* _Task objective_
Return a copy of every line in the records that includes the word "status".

* _Collected data_
use std::sync::Arc;

use indexmap::IndexMap;

use crate::core::{OrmError, Result, SqlType, Value};
use crate::engine::EntityHandle;
use crate::id::Identifier;
use crate::jdbc::ResultCursor;
use crate::persister::{EntityPersister, PersisterRegistry};

use super::instantiation::{CompiledInstantiation, InstantiationRegistry};
use super::{DomainResult, ResultValue};

/// Turns an identifier read from a row into the session's managed instance.
pub trait EntityResolver {
    fn resolve(&mut self, entity: &str, id: Identifier) -> Result<EntityHandle>;
}

/// Reader bound to fixed column offsets, built once per query execution.
#[derive(Debug, Clone)]
pub enum Assembler {
    Scalar {
        offset: usize,
        sql_type: SqlType,
    },
    Composite(Vec<Assembler>),
    Entity {
        persister: Arc<EntityPersister>,
        id_offsets: Vec<usize>,
    },
    Instantiation {
        compiled: CompiledInstantiation,
        arguments: Vec<Assembler>,
    },
}

impl Assembler {
    /// Compile a domain result. Instantiation targets are validated here,
    /// so alias and constructor errors surface before any statement runs.
    pub fn build(
        result: &DomainResult,
        registry: &PersisterRegistry,
        instantiations: &InstantiationRegistry,
    ) -> Result<Self> {
        match result {
            DomainResult::Scalar { offset, sql_type } => Ok(Assembler::Scalar {
                offset: *offset,
                sql_type: *sql_type,
            }),
            DomainResult::Composite { parts } => Ok(Assembler::Composite(
                parts
                    .iter()
                    .map(|p| Assembler::build(p, registry, instantiations))
                    .collect::<Result<_>>()?,
            )),
            DomainResult::EntityReference { entity, id_offsets } => {
                let persister = Arc::clone(registry.entity(entity)?);
                if persister.id_columns().len() != id_offsets.len() {
                    return Err(OrmError::QueryCompilation(format!(
                        "Entity result {} binds {} identifier columns, mapping declares {}",
                        entity,
                        id_offsets.len(),
                        persister.id_columns().len()
                    )));
                }
                Ok(Assembler::Entity {
                    persister,
                    id_offsets: id_offsets.clone(),
                })
            }
            DomainResult::Instantiation { target, arguments } => {
                let compiled = instantiations.compile(target, arguments)?;
                let arguments = arguments
                    .iter()
                    .map(|a| Assembler::build(&a.result, registry, instantiations))
                    .collect::<Result<_>>()?;
                Ok(Assembler::Instantiation { compiled, arguments })
            }
        }
    }

    /// Read the current row.
    pub fn assemble(&self, cursor: &dyn ResultCursor, resolver: &mut dyn EntityResolver) -> Result<ResultValue> {
        match self {
            Assembler::Scalar { offset, sql_type } => Ok(ResultValue::Scalar(cursor.get(*offset, *sql_type)?)),
            Assembler::Composite(parts) => Ok(ResultValue::Composite(
                parts
                    .iter()
                    .map(|p| p.assemble(cursor, resolver))
                    .collect::<Result<_>>()?,
            )),
            Assembler::Entity { persister, id_offsets } => {
                let values = id_offsets
                    .iter()
                    .zip(persister.id_columns())
                    .map(|(offset, column)| cursor.get(*offset, column.sql_type))
                    .collect::<Result<Vec<_>>>()?;
                match persister.identifier_mapper().id_from_values(values)? {
                    Some(id) => Ok(ResultValue::Entity(resolver.resolve(persister.name(), id)?)),
                    None => Ok(ResultValue::Scalar(Value::Null)),
                }
            }
            Assembler::Instantiation { compiled, arguments } => {
                let values = arguments
                    .iter()
                    .map(|a| a.assemble(cursor, resolver))
                    .collect::<Result<Vec<_>>>()?;
                Ok(instantiate(compiled, values))
            }
        }
    }
}

fn instantiate(compiled: &CompiledInstantiation, values: Vec<ResultValue>) -> ResultValue {
    match compiled {
        CompiledInstantiation::List => ResultValue::List(values),
        CompiledInstantiation::Map { keys } => ResultValue::Map(keys.iter().cloned().zip(values).collect()),
        CompiledInstantiation::Constructor { type_name, names } => ResultValue::Object {
            type_name: type_name.clone(),
            fields: names.iter().cloned().zip(values).collect(),
        },
        CompiledInstantiation::Injection {
            type_name,
            fields,
            targets,
        } => {
            // Fields the projection does not set stay null
            let mut object: IndexMap<String, ResultValue> = fields
                .iter()
                .map(|f| (f.clone(), ResultValue::Scalar(Value::Null)))
                .collect();
            for (target, value) in targets.iter().zip(values) {
                object.insert(target.clone(), value);
            }
            ResultValue::Object {
                type_name: type_name.clone(),
                fields: object,
            }
        }
    }
}

#[cfg(test)]
mod tests {
    use super::*;
    use crate::core::Row;
    use crate::jdbc::RowsCursor;
    use crate::result::{ArgType, ClassDescriptor, InstantiationArgument, InstantiationTarget, ParameterDescriptor};

    struct NoEntities;

    impl EntityResolver for NoEntities {
        fn resolve(&mut self, entity: &str, _id: Identifier) -> Result<EntityHandle> {
            Err(OrmError::UnknownEntity(entity.to_string()))
        }
    }

    fn cursor() -> RowsCursor {
        let row: Row = vec![Value::Integer(7), Value::Text("PAID".into()), Value::Integer(120)];
        RowsCursor::new(vec![row], 3)
    }

    #[test]
    fn test_constructor_projection() {
        let mut instantiations = InstantiationRegistry::new();
        instantiations.register(ClassDescriptor::new("OrderView").constructor(vec![
            ParameterDescriptor::new("id", ArgType::Integer),
            ParameterDescriptor::new("total", ArgType::Float),
        ]));
        let result = DomainResult::instantiation(
            InstantiationTarget::Class("OrderView".into()),
            vec![
                InstantiationArgument::new(DomainResult::scalar(0, SqlType::Integer)),
                InstantiationArgument::new(DomainResult::scalar(2, SqlType::Integer)),
            ],
        );
        let assembler = Assembler::build(&result, &PersisterRegistry::default(), &instantiations).unwrap();

        let mut cursor = cursor();
        assert!(cursor.next_row().unwrap());
        let value = assembler.assemble(&cursor, &mut NoEntities).unwrap();
        assert_eq!(value.field("id").and_then(ResultValue::as_scalar), Some(&Value::Integer(7)));
        assert_eq!(value.field("total").and_then(ResultValue::as_scalar), Some(&Value::Integer(120)));
    }

    #[test]
    fn test_map_and_list_projection() {
        let instantiations = InstantiationRegistry::new();
        let arguments = vec![
            InstantiationArgument::aliased(DomainResult::scalar(0, SqlType::Integer), "id"),
            InstantiationArgument::aliased(DomainResult::scalar(1, SqlType::Text), "status"),
        ];
        let registry = PersisterRegistry::default();
        let map = Assembler::build(
            &DomainResult::instantiation(InstantiationTarget::Map, arguments.clone()),
            &registry,
            &instantiations,
        )
        .unwrap();
        let list = Assembler::build(
            &DomainResult::instantiation(InstantiationTarget::List, arguments),
            &registry,
            &instantiations,
        )
        .unwrap();

        let mut cursor = cursor();
        cursor.next_row().unwrap();
        let map = map.assemble(&cursor, &mut NoEntities).unwrap();
        assert_eq!(
            map.field("status").and_then(ResultValue::as_scalar),
            Some(&Value::Text("PAID".into()))
        );
        match list.assemble(&cursor, &mut NoEntities).unwrap() {
            ResultValue::List(items) => assert_eq!(items.len(), 2),
            other => panic!("expected a list, got {:?}", other),
        }
    }

    #[test]
    fn test_unknown_entity_fails_at_build() {
        let err = Assembler::build(
            &DomainResult::entity("Order", vec![0]),
            &PersisterRegistry::default(),
            &InstantiationRegistry::new(),
        )
        .unwrap_err();
        assert!(matches!(err, OrmError::UnknownEntity(_)));
    }
}
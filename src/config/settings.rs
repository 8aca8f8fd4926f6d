use std::collections::HashMap;
use std::str::FromStr;
use std::time::Duration;

use serde::{Deserialize, Serialize};

/// When the session pushes pending changes to the database.
#[derive(Debug, Clone, Copy, PartialEq, Eq, Serialize, Deserialize)]
#[serde(rename_all = "UPPERCASE")]
pub enum FlushMode {
    /// Flush before queries that may see pending changes and at commit
    Auto,
    /// Flush only at commit
    Commit,
    /// Flush only on explicit `Session::flush`
    Manual,
}

impl FromStr for FlushMode {
    type Err = String;

    fn from_str(s: &str) -> Result<Self, Self::Err> {
        match s.trim().to_ascii_uppercase().as_str() {
            "AUTO" => Ok(Self::Auto),
            "COMMIT" => Ok(Self::Commit),
            "MANUAL" | "NEVER" => Ok(Self::Manual),
            other => Err(format!("Unknown flush mode '{}'", other)),
        }
    }
}

/// What to do when a database sequence's increment differs from the mapped one.
#[derive(Debug, Clone, Copy, PartialEq, Eq, Serialize, Deserialize)]
#[serde(rename_all = "UPPERCASE")]
pub enum SequenceMismatchStrategy {
    Exception,
    Log,
    Fix,
    None,
}

impl FromStr for SequenceMismatchStrategy {
    type Err = String;

    fn from_str(s: &str) -> Result<Self, Self::Err> {
        match s.trim().to_ascii_uppercase().as_str() {
            "EXCEPTION" => Ok(Self::Exception),
            "LOG" => Ok(Self::Log),
            "FIX" => Ok(Self::Fix),
            "NONE" => Ok(Self::None),
            other => Err(format!("Unknown sequence mismatch strategy '{}'", other)),
        }
    }
}

/// Session factory settings
///
/// Built in code with the chained setters or read from `ormkit.*` properties.
#[derive(Debug, Clone)]
pub struct Settings {
    /// Maximum association depth fetched with JOIN (None = unlimited)
    pub max_fetch_depth: Option<usize>,

    /// Batch size used when a mapping declares none
    pub default_batch_fetch_size: usize,

    /// Statement timeout passed to the JDBC layer
    pub query_timeout: Option<Duration>,

    pub use_second_level_cache: bool,

    /// Wrap generated statements into stored routines
    pub use_stored_procedures: bool,

    pub prefer_pooled_values_lo: bool,

    pub sequence_mismatch_strategy: SequenceMismatchStrategy,

    /// Use the thread-tracking JTA synchronization coordinator
    pub jta_track_by_thread: bool,

    pub flush_mode: FlushMode,

    /// Number of prepared load plans kept per factory
    pub plan_cache_size: usize,

    /// Entries per second-level cache region
    pub cache_region_size: usize,

    /// Soft-lock timeout for read-write cache regions
    pub cache_lock_timeout: Duration,
}

impl Settings {
    pub fn new() -> Self {
        Self {
            max_fetch_depth: None,
            default_batch_fetch_size: 1,
            query_timeout: None,
            use_second_level_cache: true,
            use_stored_procedures: false,
            prefer_pooled_values_lo: false,
            sequence_mismatch_strategy: SequenceMismatchStrategy::Exception,
            jta_track_by_thread: true,
            flush_mode: FlushMode::Auto,
            plan_cache_size: 128,
            cache_region_size: 1024,
            cache_lock_timeout: Duration::from_secs(60),
        }
    }

    pub fn max_fetch_depth(mut self, depth: usize) -> Self {
        self.max_fetch_depth = Some(depth);
        self
    }

    pub fn default_batch_fetch_size(mut self, size: usize) -> Self {
        self.default_batch_fetch_size = size;
        self
    }

    pub fn query_timeout(mut self, timeout: Duration) -> Self {
        self.query_timeout = Some(timeout);
        self
    }

    pub fn use_second_level_cache(mut self, enabled: bool) -> Self {
        self.use_second_level_cache = enabled;
        self
    }

    pub fn use_stored_procedures(mut self, enabled: bool) -> Self {
        self.use_stored_procedures = enabled;
        self
    }

    pub fn prefer_pooled_values_lo(mut self, enabled: bool) -> Self {
        self.prefer_pooled_values_lo = enabled;
        self
    }

    pub fn sequence_mismatch_strategy(mut self, strategy: SequenceMismatchStrategy) -> Self {
        self.sequence_mismatch_strategy = strategy;
        self
    }

    pub fn jta_track_by_thread(mut self, enabled: bool) -> Self {
        self.jta_track_by_thread = enabled;
        self
    }

    pub fn flush_mode(mut self, mode: FlushMode) -> Self {
        self.flush_mode = mode;
        self
    }

    pub fn plan_cache_size(mut self, size: usize) -> Self {
        self.plan_cache_size = size;
        self
    }

    pub fn cache_region_size(mut self, size: usize) -> Self {
        self.cache_region_size = size;
        self
    }

    pub fn cache_lock_timeout(mut self, timeout: Duration) -> Self {
        self.cache_lock_timeout = timeout;
        self
    }

    /// Parse `ormkit.*` properties on top of the defaults
    ///
    /// Unknown keys under the prefix are rejected; other keys are ignored.
    pub fn from_properties(properties: &HashMap<String, String>) -> Result<Self, String> {
        let mut settings = Self::new();

        for (key, raw) in properties {
            let Some(name) = key.strip_prefix("ormkit.") else {
                continue;
            };
            let value = raw.trim();
            match name {
                "max_fetch_depth" => {
                    settings.max_fetch_depth = if value.is_empty() || value == "-1" {
                        None
                    } else {
                        Some(parse_number(key, value)?)
                    };
                }
                "default_batch_fetch_size" => {
                    settings.default_batch_fetch_size = parse_number(key, value)?;
                }
                "query_timeout_ms" => {
                    settings.query_timeout =
                        Some(Duration::from_millis(parse_number(key, value)? as u64));
                }
                "use_second_level_cache" => {
                    settings.use_second_level_cache = parse_flag(key, value)?;
                }
                "use_stored_procedures" => {
                    settings.use_stored_procedures = parse_flag(key, value)?;
                }
                "prefer_pooled_values_lo" => {
                    settings.prefer_pooled_values_lo = parse_flag(key, value)?;
                }
                "sequence_increment_size_mismatch_strategy" => {
                    settings.sequence_mismatch_strategy = value.parse()?;
                }
                "jta_track_by_thread" => {
                    settings.jta_track_by_thread = parse_flag(key, value)?;
                }
                "flush_mode" => {
                    settings.flush_mode = value.parse()?;
                }
                "plan_cache_size" => {
                    settings.plan_cache_size = parse_number(key, value)?;
                }
                "cache_region_size" => {
                    settings.cache_region_size = parse_number(key, value)?;
                }
                "cache_lock_timeout_ms" => {
                    settings.cache_lock_timeout =
                        Duration::from_millis(parse_number(key, value)? as u64);
                }
                _ => return Err(format!("Unknown setting '{}'", key)),
            }
        }

        settings.validate()?;
        Ok(settings)
    }

    /// Validate configuration
    pub fn validate(&self) -> Result<(), String> {
        if self.default_batch_fetch_size == 0 {
            return Err("default_batch_fetch_size must be > 0".to_string());
        }

        if self.plan_cache_size == 0 {
            return Err("plan_cache_size must be > 0".to_string());
        }

        if self.cache_region_size == 0 {
            return Err("cache_region_size must be > 0".to_string());
        }

        if self.cache_lock_timeout.is_zero() {
            return Err("cache_lock_timeout must be > 0".to_string());
        }

        Ok(())
    }
}

impl Default for Settings {
    fn default() -> Self {
        Self::new()
    }
}

fn parse_number(key: &str, value: &str) -> Result<usize, String> {
    value
        .parse()
        .map_err(|_| format!("Setting '{}' expects a number, got '{}'", key, value))
}

fn parse_flag(key: &str, value: &str) -> Result<bool, String> {
    match value.to_ascii_lowercase().as_str() {
        "true" | "1" | "yes" => Ok(true),
        "false" | "0" | "no" => Ok(false),
        _ => Err(format!("Setting '{}' expects a boolean, got '{}'", key, value)),
    }
}
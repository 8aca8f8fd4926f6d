use std::collections::HashMap;
use std::sync::Arc;

use indexmap::IndexMap;
use log::debug;

use crate::config::Settings;
use crate::core::{Column, OrmError, Result, SqlType};
use crate::id::{IdComponent, IdProperty, IdentifierGenerator, IdentifierMapper};
use crate::loadplan::{FetchStrategy, FetchStyle};
use crate::metadata::{AttributeMapping, EntityMapping, FetchMapping, GeneratorMapping, IdPartMapping, IdentifierMapping, MappingModel};
use crate::sql::Dialect;

use super::{AttributeDefinition, AttributeKind, CascadeStyle, CollectionElementKind, CollectionPersister, EntityPersister};

/// Named set of association fetch-style overrides.
#[derive(Debug, Clone, Default, PartialEq)]
pub struct FetchProfile {
    name: String,
    overrides: HashMap<(String, String), FetchStyle>,
}

impl FetchProfile {
    pub fn new(name: impl Into<String>) -> Self {
        Self {
            name: name.into(),
            overrides: HashMap::new(),
        }
    }

    pub fn name(&self) -> &str {
        &self.name
    }

    pub fn with_override(mut self, entity: &str, association: &str, style: FetchStyle) -> Self {
        self.overrides
            .insert((entity.to_string(), association.to_string()), style);
        self
    }

    pub fn style_for(&self, entity: &str, association: &str) -> Option<FetchStyle> {
        self.overrides
            .get(&(entity.to_string(), association.to_string()))
            .copied()
    }
}

/// Registry of all persisters built at boot.
///
/// Immutable once built; `with_*` return a new registry sharing the
/// untouched maps.
#[derive(Debug, Clone, Default)]
pub struct PersisterRegistry {
    entities: Arc<IndexMap<String, Arc<EntityPersister>>>,
    collections: Arc<IndexMap<String, Arc<CollectionPersister>>>,
    profiles: Arc<HashMap<String, FetchProfile>>,
}

impl PersisterRegistry {
    pub fn new() -> Self {
        Self::default()
    }

    /// Two-phase boot: identifier mappers first, then attributes and
    /// collections, which need the identifier columns of their targets.
    pub fn build(model: &MappingModel, settings: &Settings, dialect: &dyn Dialect) -> Result<Self> {
        let mut mappers: HashMap<&str, (IdentifierMapper, Vec<Column>)> = HashMap::new();
        for entity in &model.entities {
            if mappers.contains_key(entity.name.as_str()) {
                return Err(OrmError::Mapping(format!("Entity '{}' is mapped twice", entity.name)));
            }
            let mapper = build_identifier_mapper(entity)?;
            let columns = mapper.columns()?;
            mappers.insert(entity.name.as_str(), (mapper, columns));
        }

        let mut registry = Self::new();
        for entity in &model.entities {
            let (mapper, id_columns) = mappers
                .get(entity.name.as_str())
                .cloned()
                .ok_or_else(|| OrmError::UnknownEntity(entity.name.clone()))?;
            let generator = build_generator(entity, dialect, settings)?;

            let mut attributes = Vec::with_capacity(entity.attributes.len());
            for (index, mapping) in entity.attributes.iter().enumerate() {
                let context = AttributeContext {
                    model,
                    mappers: &mappers,
                    owner: entity,
                    owner_id_columns: &id_columns,
                    settings,
                };
                let (attribute, collection) = context.build(mapping, index)?;
                if let Some(collection) = collection {
                    registry = registry.with_collection(collection)?;
                }
                attributes.push(attribute);
            }

            let version = entity
                .version
                .as_ref()
                .map(|v| Column::new(v.column.clone(), SqlType::Integer));
            let persister = EntityPersister::new(
                entity.name.clone(),
                entity.table.clone(),
                mapper,
                generator,
                attributes,
                version,
                entity.cache,
                entity.batch_size.unwrap_or(settings.default_batch_fetch_size),
                entity.mutable,
            )?;
            registry = registry.with_entity(persister)?;
        }

        for profile in &model.fetch_profiles {
            let mut built = FetchProfile::new(profile.name.clone());
            for item in &profile.overrides {
                let persister = registry.entity(&item.entity)?;
                let attribute = persister.attribute(&item.association)?;
                if !attribute.is_association() {
                    return Err(OrmError::Mapping(format!(
                        "Fetch profile '{}' overrides non-association {}.{}",
                        profile.name, item.entity, item.association
                    )));
                }
                built = built.with_override(&item.entity, &item.association, item.style);
            }
            registry = registry.with_profile(built)?;
        }

        debug!(
            "persister registry built: {} entities, {} collections, {} fetch profiles",
            registry.entities.len(),
            registry.collections.len(),
            registry.profiles.len()
        );
        Ok(registry)
    }

    pub fn with_entity(self, persister: EntityPersister) -> Result<Self> {
        let name = persister.name().to_string();
        if self.entities.contains_key(&name) {
            return Err(OrmError::Mapping(format!("Entity '{}' is mapped twice", name)));
        }
        let mut entities = (*self.entities).clone();
        entities.insert(name, Arc::new(persister));
        Ok(Self {
            entities: Arc::new(entities),
            ..self
        })
    }

    pub fn with_collection(self, persister: CollectionPersister) -> Result<Self> {
        let role = persister.role().to_string();
        if self.collections.contains_key(&role) {
            return Err(OrmError::Mapping(format!("Collection role '{}' is mapped twice", role)));
        }
        let mut collections = (*self.collections).clone();
        collections.insert(role, Arc::new(persister));
        Ok(Self {
            collections: Arc::new(collections),
            ..self
        })
    }

    pub fn with_profile(self, profile: FetchProfile) -> Result<Self> {
        if self.profiles.contains_key(profile.name()) {
            return Err(OrmError::Mapping(format!("Fetch profile '{}' is defined twice", profile.name())));
        }
        let mut profiles = (*self.profiles).clone();
        profiles.insert(profile.name().to_string(), profile);
        Ok(Self {
            profiles: Arc::new(profiles),
            ..self
        })
    }

    pub fn entity(&self, name: &str) -> Result<&Arc<EntityPersister>> {
        self.entities
            .get(name)
            .ok_or_else(|| OrmError::UnknownEntity(name.to_string()))
    }

    pub fn collection(&self, role: &str) -> Result<&Arc<CollectionPersister>> {
        self.collections
            .get(role)
            .ok_or_else(|| OrmError::UnknownCollection(role.to_string()))
    }

    pub fn profile(&self, name: &str) -> Result<&FetchProfile> {
        self.profiles
            .get(name)
            .ok_or_else(|| OrmError::Configuration(format!("Unknown fetch profile '{}'", name)))
    }

    pub fn entities(&self) -> impl Iterator<Item = &Arc<EntityPersister>> {
        self.entities.values()
    }

    pub fn collections(&self) -> impl Iterator<Item = &Arc<CollectionPersister>> {
        self.collections.values()
    }
}

fn build_identifier_mapper(entity: &EntityMapping) -> Result<IdentifierMapper> {
    let mut mapper = match &entity.identifier {
        IdentifierMapping::Single {
            property,
            column,
            sql_type,
            ..
        } => {
            let mut mapper = IdentifierMapper::single();
            mapper.add(IdComponent::Column(IdProperty::new(property.clone(), column.clone(), *sql_type)))?;
            return Ok(mapper);
        }
        IdentifierMapping::Embedded { property, .. } => IdentifierMapper::embedded(property.clone()),
        IdentifierMapping::Multiple { .. } => IdentifierMapper::multiple(),
    };
    let parts = match &entity.identifier {
        IdentifierMapping::Embedded { parts, .. } | IdentifierMapping::Multiple { parts } => parts,
        IdentifierMapping::Single { .. } => return Ok(mapper),
    };
    if parts.is_empty() {
        return Err(OrmError::Mapping(format!("Composite identifier of '{}' has no parts", entity.name)));
    }
    for part in parts {
        mapper.add(id_component(part))?;
    }
    Ok(mapper)
}

fn id_component(part: &IdPartMapping) -> IdComponent {
    match part {
        IdPartMapping::Column {
            property,
            column,
            sql_type,
        } => IdComponent::Column(IdProperty::new(property.clone(), column.clone(), *sql_type)),
        IdPartMapping::Component { property, parts } => IdComponent::Nested {
            name: property.clone(),
            parts: parts.iter().map(id_component).collect(),
        },
    }
}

* _Result_
            InstantiationArgument::aliased(DomainResult::scalar(1, SqlType::Text), "status"),
            map.field("status").and_then(ResultValue::as_scalar),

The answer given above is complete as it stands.